"The quintic has no closed form solution" is a theorem that is more precisely stated (in the usual capstone Galois proof) as follows: The quintic has no closed form solution in terms of arbitrary compositions of rational numbers, arithmetic, and Nth roots. We can absolutely express closed form solutions to the quintic if we broaden our repertoire of functions, such as with the Bring radical.

The post's argument is different than the usual Galois theory result about the unsolvability of the quintic, in that it shows a property that must be true about all EML(x,y)-derived functions, and a hypothetical quintic-solver-function does not have that property, so no function we add to our repertoire via EML will solve it (or any other function, elementary or not, that lacks this property).

Can anyone provide a link that "Some are going as far as to suggest that the entire foundations of computer engineering and machine learning should be re-built as a result of this", or anything similarly grandiose?

I am a professional mathematician, though nowhere near this kind of thing. The result seems amusing enough, but it doesn't really strike me as something that would be surprising. I confess that this thread is the first I've heard of it...

The argument is that a universal basis would be capable of solving arbitrary polynomial roots. The rest is an argument that the group constructed by eml is solveable, and hence not all the standard elementary functions.

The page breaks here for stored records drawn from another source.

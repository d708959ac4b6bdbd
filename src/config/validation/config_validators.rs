//! Core configuration validators
//!
//! This module provides validation implementations for the top-level configuration
//! and the HTTP server section.

use super::trait_def::Validate;
use crate::config::Config;
use crate::config::models::*;
use tracing::debug;

impl Validate for Config {
    fn validate(&self) -> Result<(), String> {
        debug!("Validating configuration");

        self.server.validate()?;
        self.traffic_control.validate()?;

        debug!("Configuration validation completed");
        Ok(())
    }
}

impl Validate for ServerConfig {
    fn validate(&self) -> Result<(), String> {
        debug!("Validating server configuration");

        if self.host.is_empty() {
            return Err("Server host cannot be empty".to_string());
        }

        if self.port == 0 {
            return Err("Server port must be greater than 0".to_string());
        }

        if let Some(workers) = self.workers {
            if workers == 0 {
                return Err("Worker count must be greater than 0".to_string());
            }
            if workers > 1000 {
                return Err("Worker count seems too high (>1000)".to_string());
            }
        }

        if self.timeout == 0 {
            return Err("Server timeout must be greater than 0".to_string());
        }

        if self.timeout > 3600 {
            return Err("Server timeout should not exceed 1 hour".to_string());
        }

        Ok(())
    }
}
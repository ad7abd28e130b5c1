pub mod reports;
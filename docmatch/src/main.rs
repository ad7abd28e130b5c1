// docmatch/src/main.rs
//
// docmatch: pairwise document similarity and originality scoring
//
// Subcommands:
//   compare    score every pair of a set of files (archives expanded)
//   recompare  re-score two edited plain-text files
//   report     show a saved pair report by id
//   history    list or clear a user's saved batches
//
// Usage:
//   docmatch compare thesis_a.pdf thesis_b.docx drafts.zip --rule gost --rule titles
//   docmatch compare *.txt --settings settings.json --format markdown --no-persist
//   docmatch recompare draft_v1.txt draft_v2.txt --lemmatize
//   docmatch report 3F9A0C51D2E7
//   docmatch history --user alice --clear

use std::path::{Path, PathBuf};
use std::sync::atomic::Ordering;
use std::sync::Arc;

use anyhow::{Context, Result};
use clap::{Args, Parser, Subcommand};
use tracing::{info, warn};
use tracing_subscriber::EnvFilter;

mod config;
mod engine;
mod error;
mod extract;
mod model;
mod render;
mod report;
mod state;
mod workers;

use config::{FilterConfig, Rule, UserSettings};
use engine::batch::BatchComparator;
use error::CompareError;
use extract::FileExtractor;
use model::RawInput;
use report::OutputFormat;
use state::reports::ReportStore;
use workers::detect::CompressionDetector;
use workers::embed::HashingEmbedder;
use workers::pool::{CpuPool, DEFAULT_WORKERS};
use workers::stem::SnowballLemmatizer;
use workers::Capabilities;

// ── CLI ───────────────────────────────────────────────────────────────────────

#[derive(Parser)]
#[command(
    name    = "docmatch",
    about   = "Pairwise document similarity and originality scoring",
    version = env!("CARGO_PKG_VERSION"),
)]
struct Cli {
    #[arg(long, global = true, default_value = "./docmatch_output",
          help = "Report and history directory")]
    output: PathBuf,

    #[command(subcommand)]
    command: Command,
}

#[derive(Subcommand)]
enum Command {
    /// Compare every pair of the given files.
    Compare {
        #[arg(required = true, num_args = 1..)]
        files: Vec<PathBuf>,

        #[command(flatten)]
        filters: FilterArgs,

        #[arg(long, default_value_t = DEFAULT_WORKERS, help = "CPU pool size")]
        workers: usize,

        #[arg(long, value_enum, default_value = "text")]
        format: OutputFormat,

        #[arg(long, default_value = "local", help = "History owner")]
        user: String,

        #[arg(long, help = "Do not save reports or history")]
        no_persist: bool,
    },

    /// Re-score two edited plain-text files.
    Recompare {
        a: PathBuf,
        b: PathBuf,

        #[command(flatten)]
        filters: FilterArgs,

        #[arg(long, value_enum, default_value = "text")]
        format: OutputFormat,
    },

    /// Show a saved pair report.
    Report {
        id: String,

        #[arg(long, value_enum, default_value = "markdown")]
        format: OutputFormat,
    },

    /// List or clear saved batches.
    History {
        #[arg(long, default_value = "local")]
        user: String,

        #[arg(long)]
        clear: bool,

        #[arg(long, value_enum, default_value = "text")]
        format: OutputFormat,
    },
}

#[derive(Args)]
struct FilterArgs {
    #[arg(long, help = "JSON user settings (active_rules, custom_regex, exclude_quotes)")]
    settings: Option<PathBuf>,

    #[arg(long = "rule", value_name = "RULE",
          help = "gost | apa | tables | titles | quotes (repeatable, applied in order)")]
    rules: Vec<Rule>,

    #[arg(long = "pattern", value_name = "REGEX", help = "Custom removal pattern (repeatable)")]
    patterns: Vec<String>,

    #[arg(long)]
    exclude_quotes: bool,

    #[arg(long, help = "Stem words (Russian/English Snowball) before comparing")]
    lemmatize: bool,
}

impl FilterArgs {
    /// Stored settings first, CLI flags appended after them.
    fn resolve(&self) -> Result<FilterConfig> {
        let base = match &self.settings {
            Some(path) => UserSettings::load(path)?.to_filter_config(),
            None => FilterConfig::default(),
        };
        let mut config = base
            .with_rules(self.rules.iter().copied())
            .with_patterns(self.patterns.iter().cloned());
        config.exclude_quotes |= self.exclude_quotes;
        Ok(config)
    }
}

// ── Wiring ────────────────────────────────────────────────────────────────────

fn build_comparator(pool: CpuPool, lemmatize: bool) -> Result<BatchComparator> {
    let caps = Capabilities::probe(lemmatize);
    caps.log();

    let detector = CompressionDetector::new().context("initialising AI detector")?;
    let comparator = BatchComparator::new(
        Arc::new(HashingEmbedder::new()),
        Arc::new(detector),
        Arc::new(FileExtractor::new(caps)),
        pool,
    );
    Ok(if lemmatize {
        comparator.with_lemmatizer(Arc::new(SnowballLemmatizer::new()))
    } else {
        comparator
    })
}

fn log_pool(pool: &CpuPool) {
    let stats = pool.stats();
    info!(
        "pool workers={} completed={} failed={}",
        pool.size(),
        stats.completed.load(Ordering::Relaxed),
        stats.failed.load(Ordering::Relaxed)
    );
}

fn display_name(path: &Path) -> String {
    path.file_name()
        .map(|n| n.to_string_lossy().into_owned())
        .unwrap_or_else(|| path.display().to_string())
}

async fn read_inputs(files: &[PathBuf]) -> Result<Vec<RawInput>> {
    let mut inputs = Vec::with_capacity(files.len());
    for path in files {
        let bytes = tokio::fs::read(path)
            .await
            .with_context(|| format!("reading {}", path.display()))?;
        inputs.push(RawInput::file(display_name(path), bytes));
    }
    Ok(inputs)
}

async fn read_text(path: &Path) -> Result<RawInput> {
    let bytes = tokio::fs::read(path)
        .await
        .with_context(|| format!("reading {}", path.display()))?;
    Ok(RawInput::text(display_name(path), extract::decode_text(&bytes)))
}

/// Validation problems are the user's to fix: message and exit 2.
fn exit_on_validation(e: CompareError) -> anyhow::Error {
    if e.is_validation() {
        eprintln!("error: {}", e);
        std::process::exit(2);
    }
    e.into()
}

// ── Main ──────────────────────────────────────────────────────────────────────

#[tokio::main]
async fn main() -> Result<()> {
    tracing_subscriber::fmt()
        .with_env_filter(EnvFilter::from_default_env()
            .add_directive("docmatch=info".parse()?))
        .compact().init();

    let cli = Cli::parse();

    match cli.command {
        Command::Compare { files, filters, workers, format, user, no_persist } => {
            let config     = filters.resolve()?;
            let pool       = CpuPool::new(workers);
            let comparator = build_comparator(pool.clone(), filters.lemmatize)?;
            let inputs     = read_inputs(&files).await?;
            info!("comparing {} inputs with rules={:?}", inputs.len(), config.effective_rules());

            let outcome = tokio::select! {
                res = comparator.compare_batch(inputs, &config) => res.map_err(exit_on_validation)?,
                _ = tokio::signal::ctrl_c() => {
                    warn!("interrupted, nothing saved");
                    std::process::exit(130);
                }
            };
            log_pool(&pool);

            print!("{}", report::render_batch(&outcome, format)?);

            if no_persist {
                return Ok(());
            }
            let store = ReportStore::open(&cli.output)?;
            store.save_batch(&user, &outcome, &config).await?;
            eprintln!("saved {} reports to {}", outcome.comparisons.len(), store.dir().display());
        }

        Command::Recompare { a, b, filters, format } => {
            let config     = filters.resolve()?;
            let pool       = CpuPool::new(DEFAULT_WORKERS);
            let comparator = build_comparator(pool.clone(), filters.lemmatize)?;
            let (a, b)     = (read_text(&a).await?, read_text(&b).await?);

            let result = comparator
                .recompare(a, b, &config)
                .await
                .map_err(exit_on_validation)?;
            log_pool(&pool);
            print!("{}", report::render_comparison(&result, format)?);
        }

        Command::Report { id, format } => {
            let store = ReportStore::open(&cli.output)?;
            match store.find_report(&id).await? {
                Some(record) => print!("{}", report::render_record(&record, format)?),
                None => {
                    eprintln!("error: report {} not found in {}", id, store.dir().display());
                    std::process::exit(1);
                }
            }
        }

        Command::History { user, clear, format } => {
            let store = ReportStore::open(&cli.output)?;
            if clear {
                let removed = store.clear_history(&user).await?;
                println!("removed {} entries for {}", removed, user);
            } else {
                let entries = store.list_history(&user).await?;
                print!("{}", report::render_history(&entries, format)?);
            }
        }
    }

    Ok(())
}
// docmatch/src/workers/detect.rs
//
// Default AI-authorship detector: compression against a prelude.
//
// The prelude is a block of typical machine-generated prose. A sample that
// shares its phrasing compresses better when appended to it, pulling the
// combined ratio below the prelude's own ratio:
//
//   delta = ratio(prelude) − ratio(prelude + "\n" + sample)
//   delta > 0  → AI       delta ≤ 0 → Human
//   confidence = clamp(|delta| · 10 000, 0, 100)
//
// Cheap, offline and deterministic. A weak signal on its own; it is
// reported beside each document, never folded into the similarity score.

use std::io::Cursor;

use zstd::stream::encode_all;

use super::AiDetector;
use crate::engine::{clamp_pct, round2};
use crate::error::ProviderError;
use crate::model::{AiLabel, AiVerdict};

const COMPRESSION_LEVEL: i32 = 3;
const CONFIDENCE_SCALE: f64 = 10_000.0;

const PRELUDE: &str = "\
In today's rapidly evolving landscape, it is important to note that a comprehensive \
understanding of the topic requires a nuanced approach. Furthermore, it is essential to \
consider the various factors that contribute to the overall outcome. In conclusion, by \
leveraging these insights, we can foster a deeper understanding and pave the way for \
future advancements. Additionally, it is worth noting that this multifaceted issue \
plays a crucial role in shaping the broader context. Overall, the findings highlight \
the significance of continued research and underscore the need for a holistic \
perspective. Moreover, this approach not only enhances efficiency but also ensures \
that stakeholders can navigate the complexities of the modern world. It is crucial \
to recognize that these developments have far-reaching implications for society as a \
whole. Ultimately, embracing innovation and collaboration will enable us to unlock \
new opportunities and drive meaningful change. In summary, the key takeaways from \
this analysis demonstrate the importance of a balanced and thoughtful strategy.";

pub struct CompressionDetector {
    prelude:       String,
    prelude_ratio: f64,
}

impl CompressionDetector {
    pub fn new() -> Result<Self, ProviderError> {
        Self::with_prelude(PRELUDE)
    }

    pub fn with_prelude(prelude: &str) -> Result<Self, ProviderError> {
        let prelude_ratio = compression_ratio(prelude)?;
        Ok(Self { prelude: prelude.to_string(), prelude_ratio })
    }
}

fn compression_ratio(text: &str) -> Result<f64, ProviderError> {
    if text.is_empty() {
        return Ok(1.0);
    }
    let compressed = encode_all(Cursor::new(text.as_bytes()), COMPRESSION_LEVEL)
        .map_err(|e| ProviderError::Detector(e.to_string()))?;
    Ok(compressed.len() as f64 / text.len() as f64)
}

impl AiDetector for CompressionDetector {
    fn detect(&self, text: &str) -> Result<AiVerdict, ProviderError> {
        if text.trim().is_empty() {
            return Ok(AiVerdict { label: AiLabel::Human, score: 0.0 });
        }

        let combined = format!("{}\n{}", self.prelude, text);
        let delta = self.prelude_ratio - compression_ratio(&combined)?;

        let label = if delta > 0.0 { AiLabel::Ai } else { AiLabel::Human };
        let score = round2(clamp_pct(delta.abs() * CONFIDENCE_SCALE));
        Ok(AiVerdict { label, score })
    }
}
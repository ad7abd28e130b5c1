// docmatch/src/workers/mod.rs
//
// Process-wide collaborators the batch consumes.
//
// Providers are created once in main, wrapped in Arc and injected into
// BatchComparator. From the batch's point of view they are stateless, so
// they are shared freely across concurrent batches.

pub mod detect;
pub mod embed;
pub mod pool;
pub mod stem;

use tracing::info;

use crate::error::ProviderError;
use crate::model::AiVerdict;

/// Text → dense vector. One call per batch with every surviving document.
pub trait EmbeddingProvider: Send + Sync {
    /// Output order matches input order, one vector per text.
    fn embed(&self, texts: &[String]) -> Result<Vec<Vec<f32>>, ProviderError>;
}

/// Text → AI-authorship verdict.
pub trait AiDetector: Send + Sync {
    fn detect(&self, text: &str) -> Result<AiVerdict, ProviderError>;
}

/// Optional features, probed once at startup.
#[derive(Debug, Clone, Copy, PartialEq, Eq)]
pub struct Capabilities {
    pub pdf:        bool,
    pub docx:       bool,
    pub zip:        bool,
    pub rar:        bool,
    pub lemmatizer: bool,
}

impl Capabilities {
    pub fn probe(lemmatizer: bool) -> Self {
        let archive = cfg!(feature = "archive");
        Self { pdf: true, docx: archive, zip: archive, rar: false, lemmatizer }
    }

    pub fn log(&self) {
        info!(
            "capabilities pdf={} docx={} zip={} rar={} lemmatizer={}",
            self.pdf, self.docx, self.zip, self.rar, self.lemmatizer
        );
    }
}
// docmatch/src/workers/pool.rs
//
// Bounded CPU pool: a semaphore in front of spawn_blocking.
//
// Extraction, normalization and alignment are pure CPU work. Running them
// on the blocking pool keeps the reactor free; the semaphore caps how many
// run at once across every batch sharing this pool.

use std::sync::atomic::{AtomicU64, Ordering};
use std::sync::Arc;

use tokio::sync::Semaphore;

use crate::error::CompareError;

pub const DEFAULT_WORKERS: usize = 4;

#[derive(Clone)]
pub struct CpuPool {
    permits: Arc<Semaphore>,
    size:    usize,
    stats:   Arc<PoolStats>,
}

#[derive(Debug, Default)]
pub struct PoolStats {
    pub completed: AtomicU64,
    pub failed:    AtomicU64,
}

impl CpuPool {
    pub fn new(size: usize) -> Self {
        let size = size.max(1);
        Self {
            permits: Arc::new(Semaphore::new(size)),
            size,
            stats: Arc::new(PoolStats::default()),
        }
    }

    pub fn size(&self) -> usize {
        self.size
    }

    pub fn stats(&self) -> &PoolStats {
        &self.stats
    }

    /// Run `job` on a blocking thread once a permit is free.
    /// A panic inside `job` surfaces as `CompareError::Worker`.
    pub async fn run<F, T>(&self, job: F) -> Result<T, CompareError>
    where
        F: FnOnce() -> T + Send + 'static,
        T: Send + 'static,
    {
        let permit = Arc::clone(&self.permits)
            .acquire_owned()
            .await
            .map_err(|e| CompareError::Worker(e.to_string()))?;

        let joined = tokio::task::spawn_blocking(move || {
            let _permit = permit;
            job()
        })
        .await;

        match joined {
            Ok(out) => {
                self.stats.completed.fetch_add(1, Ordering::Relaxed);
                Ok(out)
            }
            Err(e) => {
                self.stats.failed.fetch_add(1, Ordering::Relaxed);
                Err(e.into())
            }
        }
    }
}
pub mod align;
pub mod batch;
pub mod fusion;
pub mod normalize;
pub mod semantic;

/// Round to two decimals, the precision every reported score uses.
pub fn round2(x: f64) -> f64 {
    (x * 100.0).round() / 100.0
}

/// Clamp a percentage into [0, 100]; NaN collapses to 0.
pub fn clamp_pct(x: f64) -> f64 {
    if x.is_nan() { 0.0 } else { x.clamp(0.0, 100.0) }
}
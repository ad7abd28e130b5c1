// docmatch/src/config.rs
//
// Filter configuration for one comparison run.
//
// Callers resolve it from stored user settings (JSON, same field names the
// settings page writes) and optionally extend it from CLI flags. Once a run
// starts the config is immutable.

use std::path::Path;
use std::str::FromStr;

use anyhow::{Context, Result};
use serde::{Deserialize, Serialize};
use tracing::warn;

/// Built-in removal rules. Applied in the order the caller lists them.
#[derive(Debug, Clone, Copy, Serialize, Deserialize, PartialEq, Eq, Hash)]
#[serde(rename_all = "lowercase")]
pub enum Rule {
    Gost,   // Russian/Kazakh bibliography section
    Apa,    // English bibliography section
    Tables, // table / figure captions
    Titles, // title-page boilerplate
    Quotes, // quoted spans
}

impl Rule {
    pub const ALL: [Rule; 5] = [Rule::Gost, Rule::Apa, Rule::Tables, Rule::Titles, Rule::Quotes];

    pub fn as_str(&self) -> &'static str {
        match self {
            Self::Gost => "gost",
            Self::Apa => "apa",
            Self::Tables => "tables",
            Self::Titles => "titles",
            Self::Quotes => "quotes",
        }
    }
}

impl std::fmt::Display for Rule {
    fn fmt(&self, f: &mut std::fmt::Formatter<'_>) -> std::fmt::Result {
        f.write_str(self.as_str())
    }
}

impl FromStr for Rule {
    type Err = String;

    fn from_str(s: &str) -> std::result::Result<Self, Self::Err> {
        Rule::ALL
            .iter()
            .find(|r| r.as_str().eq_ignore_ascii_case(s.trim()))
            .copied()
            .ok_or_else(|| format!("unknown rule '{}'", s))
    }
}

#[derive(Debug, Clone, Default, Serialize, Deserialize, PartialEq)]
pub struct FilterConfig {
    pub active_rules:    Vec<Rule>,
    /// Raw lines; `//` starts a comment, lines shorter than 2 chars are ignored.
    pub custom_patterns: Vec<String>,
    pub exclude_quotes:  bool,
}

impl FilterConfig {
    /// Rules actually applied: caller order, duplicates dropped, `quotes`
    /// appended when `exclude_quotes` is set and it isn't listed.
    pub fn effective_rules(&self) -> Vec<Rule> {
        let mut rules: Vec<Rule> = Vec::with_capacity(self.active_rules.len() + 1);
        for rule in &self.active_rules {
            if !rules.contains(rule) {
                rules.push(*rule);
            }
        }
        if self.exclude_quotes && !rules.contains(&Rule::Quotes) {
            rules.push(Rule::Quotes);
        }
        rules
    }

    pub fn with_rules(mut self, rules: impl IntoIterator<Item = Rule>) -> Self {
        self.active_rules.extend(rules);
        self
    }

    pub fn with_patterns<S: Into<String>>(mut self, patterns: impl IntoIterator<Item = S>) -> Self {
        self.custom_patterns.extend(patterns.into_iter().map(Into::into));
        self
    }
}

// ── Stored user settings ──────────────────────────────────────────────────────

/// Settings document as persisted per user.
#[derive(Debug, Clone, Default, Serialize, Deserialize)]
pub struct UserSettings {
    #[serde(default)]
    pub active_rules:   Vec<String>,
    #[serde(default)]
    pub custom_regex:   String,
    #[serde(default)]
    pub exclude_quotes: bool,
}

impl UserSettings {
    pub fn load(path: &Path) -> Result<Self> {
        let raw = std::fs::read_to_string(path)
            .with_context(|| format!("reading settings {}", path.display()))?;
        serde_json::from_str(&raw).with_context(|| format!("parsing settings {}", path.display()))
    }

    /// Unknown rule names are ignored.
    pub fn to_filter_config(&self) -> FilterConfig {
        let active_rules = self
            .active_rules
            .iter()
            .filter_map(|name| match name.parse::<Rule>() {
                Ok(rule) => Some(rule),
                Err(e) => {
                    warn!("Ignoring settings rule: {}", e);
                    None
                }
            })
            .collect();

        FilterConfig {
            active_rules,
            custom_patterns: self.custom_regex.lines().map(str::to_string).collect(),
            exclude_quotes: self.exclude_quotes,
        }
    }
}
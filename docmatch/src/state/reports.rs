// docmatch/src/state/reports.rs
//
// Append-only JSONL persistence for comparison output.
//
//   reports.jsonl   one ReportRecord per line, looked up by report id
//   history.jsonl   one HistoryEntry per completed batch, per user
//
// The engine never touches this; the CLI persists a batch only after it
// finished successfully. Later lines win when an id repeats.

use std::path::{Path, PathBuf};

use anyhow::{Context, Result};
use chrono::{DateTime, Utc};
use serde::{de::DeserializeOwned, Deserialize, Serialize};
use tokio::fs::OpenOptions;
use tokio::io::{AsyncBufReadExt, AsyncWriteExt, BufReader};
use tokio::sync::Mutex;
use tracing::{info, warn};

use crate::config::FilterConfig;
use crate::model::{BatchOutcome, ComparisonResult};

const REPORTS_FILE: &str = "reports.jsonl";
const HISTORY_FILE: &str = "history.jsonl";

/// A standalone pair report, addressable by `report_id`.
#[derive(Debug, Clone, Serialize, Deserialize)]
pub struct ReportRecord {
    #[serde(flatten)]
    pub result:    ComparisonResult,
    pub user:      Option<String>,
    pub timestamp: DateTime<Utc>,
    pub is_public: bool,
}

/// One completed batch as shown in a user's history.
#[derive(Debug, Clone, Serialize, Deserialize)]
pub struct HistoryEntry {
    pub user:        String,
    pub timestamp:   DateTime<Utc>,
    pub comparisons: Vec<ComparisonResult>,
    #[serde(default)]
    pub dropped:     Vec<String>,
    pub settings:    FilterConfig,
}

pub struct ReportStore {
    dir:   PathBuf,
    write: Mutex<()>,
}

impl ReportStore {
    pub fn open(dir: impl Into<PathBuf>) -> Result<Self> {
        let dir: PathBuf = dir.into();
        std::fs::create_dir_all(&dir)
            .with_context(|| format!("creating output directory {}", dir.display()))?;
        Ok(Self { dir, write: Mutex::new(()) })
    }

    pub fn dir(&self) -> &Path {
        &self.dir
    }

    /// Persist every pair of a finished batch, then its history entry.
    pub async fn save_batch(&self, user: &str, outcome: &BatchOutcome, settings: &FilterConfig) -> Result<()> {
        let now = Utc::now();
        for result in &outcome.comparisons {
            self.save_report(&ReportRecord {
                result:    result.clone(),
                user:      Some(user.to_string()),
                timestamp: now,
                is_public: true,
            })
            .await?;
        }
        self.append_history(&HistoryEntry {
            user:        user.to_string(),
            timestamp:   now,
            comparisons: outcome.comparisons.clone(),
            dropped:     outcome.dropped.clone(),
            settings:    settings.clone(),
        })
        .await?;
        info!("saved {} reports for user={}", outcome.comparisons.len(), user);
        Ok(())
    }

    pub async fn save_report(&self, record: &ReportRecord) -> Result<()> {
        self.append(REPORTS_FILE, &(serde_json::to_string(record)? + "\n")).await
    }

    pub async fn find_report(&self, report_id: &str) -> Result<Option<ReportRecord>> {
        let records: Vec<ReportRecord> = self.read_all(REPORTS_FILE).await?;
        Ok(records.into_iter().rev().find(|r| r.result.report_id.eq_ignore_ascii_case(report_id)))
    }

    pub async fn append_history(&self, entry: &HistoryEntry) -> Result<()> {
        self.append(HISTORY_FILE, &(serde_json::to_string(entry)? + "\n")).await
    }

    /// Newest first.
    pub async fn list_history(&self, user: &str) -> Result<Vec<HistoryEntry>> {
        let mut entries: Vec<HistoryEntry> = self.read_all(HISTORY_FILE).await?;
        entries.retain(|e| e.user == user);
        entries.sort_by(|a, b| b.timestamp.cmp(&a.timestamp));
        Ok(entries)
    }

    /// Removes the user's entries; returns how many were removed.
    pub async fn clear_history(&self, user: &str) -> Result<usize> {
        let _guard = self.write.lock().await;
        let entries: Vec<HistoryEntry> = self.read_all(HISTORY_FILE).await?;
        let before = entries.len();
        let kept: Vec<&HistoryEntry> = entries.iter().filter(|e| e.user != user).collect();
        let removed = before - kept.len();
        if removed == 0 {
            return Ok(0);
        }

        let mut body = String::new();
        for entry in kept {
            body.push_str(&serde_json::to_string(entry)?);
            body.push('\n');
        }
        let tmp = self.dir.join(format!("{}.tmp", HISTORY_FILE));
        tokio::fs::write(&tmp, body).await?;
        tokio::fs::rename(&tmp, self.dir.join(HISTORY_FILE)).await?;
        info!("cleared {} history entries for user={}", removed, user);
        Ok(removed)
    }

    async fn append(&self, file: &str, content: &str) -> Result<()> {
        let _guard = self.write.lock().await;
        let mut f = OpenOptions::new().create(true).append(true)
            .open(self.dir.join(file)).await?;
        f.write_all(content.as_bytes()).await?;
        Ok(())
    }

    /// Every parseable line; malformed lines are skipped with a warning.
    async fn read_all<T: DeserializeOwned>(&self, file: &str) -> Result<Vec<T>> {
        let path = self.dir.join(file);
        let f = match tokio::fs::File::open(&path).await {
            Ok(f) => f,
            Err(e) if e.kind() == std::io::ErrorKind::NotFound => return Ok(Vec::new()),
            Err(e) => return Err(e).with_context(|| format!("opening {}", path.display())),
        };

        let mut out = Vec::new();
        let mut lines = BufReader::new(f).lines();
        let mut lineno = 0usize;
        while let Some(line) = lines.next_line().await? {
            lineno += 1;
            if line.trim().is_empty() {
                continue;
            }
            match serde_json::from_str(&line) {
                Ok(v) => out.push(v),
                Err(e) => warn!("{}:{} skipped: {}", path.display(), lineno, e),
            }
        }
        Ok(out)
    }
}
// docmatch/src/render.rs
//
// Markup → display formats.

use crate::model::{Markup, SpanTag};

impl Markup {
    /// `<span class='diff-{tag}'>…</span>` per span, joined by spaces.
    pub fn to_html(&self) -> String {
        self.spans()
            .iter()
            .map(|s| {
                format!(
                    "<span class='diff-{}'>{}</span>",
                    s.tag.as_str(),
                    html_escape::encode_text(&s.text)
                )
            })
            .collect::<Vec<_>>()
            .join(" ")
    }

    /// Text of the `match` spans in document order, for exports.
    pub fn matched_fragments(&self) -> Vec<&str> {
        self.spans()
            .iter()
            .filter(|s| s.tag == SpanTag::Match)
            .map(|s| s.text.as_str())
            .collect()
    }

    /// Share of words tagged `match`, as a percentage of this side.
    pub fn matched_share(&self) -> f64 {
        let (mut matched, mut total) = (0usize, 0usize);
        for span in self.spans() {
            let n = span.text.split_whitespace().count();
            total += n;
            if span.tag == SpanTag::Match {
                matched += n;
            }
        }
        if total == 0 {
            return 0.0;
        }
        crate::engine::round2(100.0 * matched as f64 / total as f64)
    }
}
//! Core domain models for workflows
//!
//! This module defines the fundamental data structures that represent
//! values, steps, pipelines and their state.

pub mod config;
pub mod error;
pub mod field;
pub mod pipeline;
pub mod state;
pub mod step;
pub mod value;

pub use error::{Result, WorkflowError};
pub use field::{FieldRef, FieldSchema};
pub use pipeline::*;
pub use state::*;
pub use step::*;
pub use value::*;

It wouldn't be a math discussion without people using at least two wildly different definitions.

His claim is that we exp-minus-log cannot compute the root of an arbitrary quintic. If you consider the root of an arbitrary quintic "elementary" the exp-minus-log can't represent all elementary functions.

I think it really comes down to what set of functions you are calling "elementary".

Yes, that blog post could have been much shorter….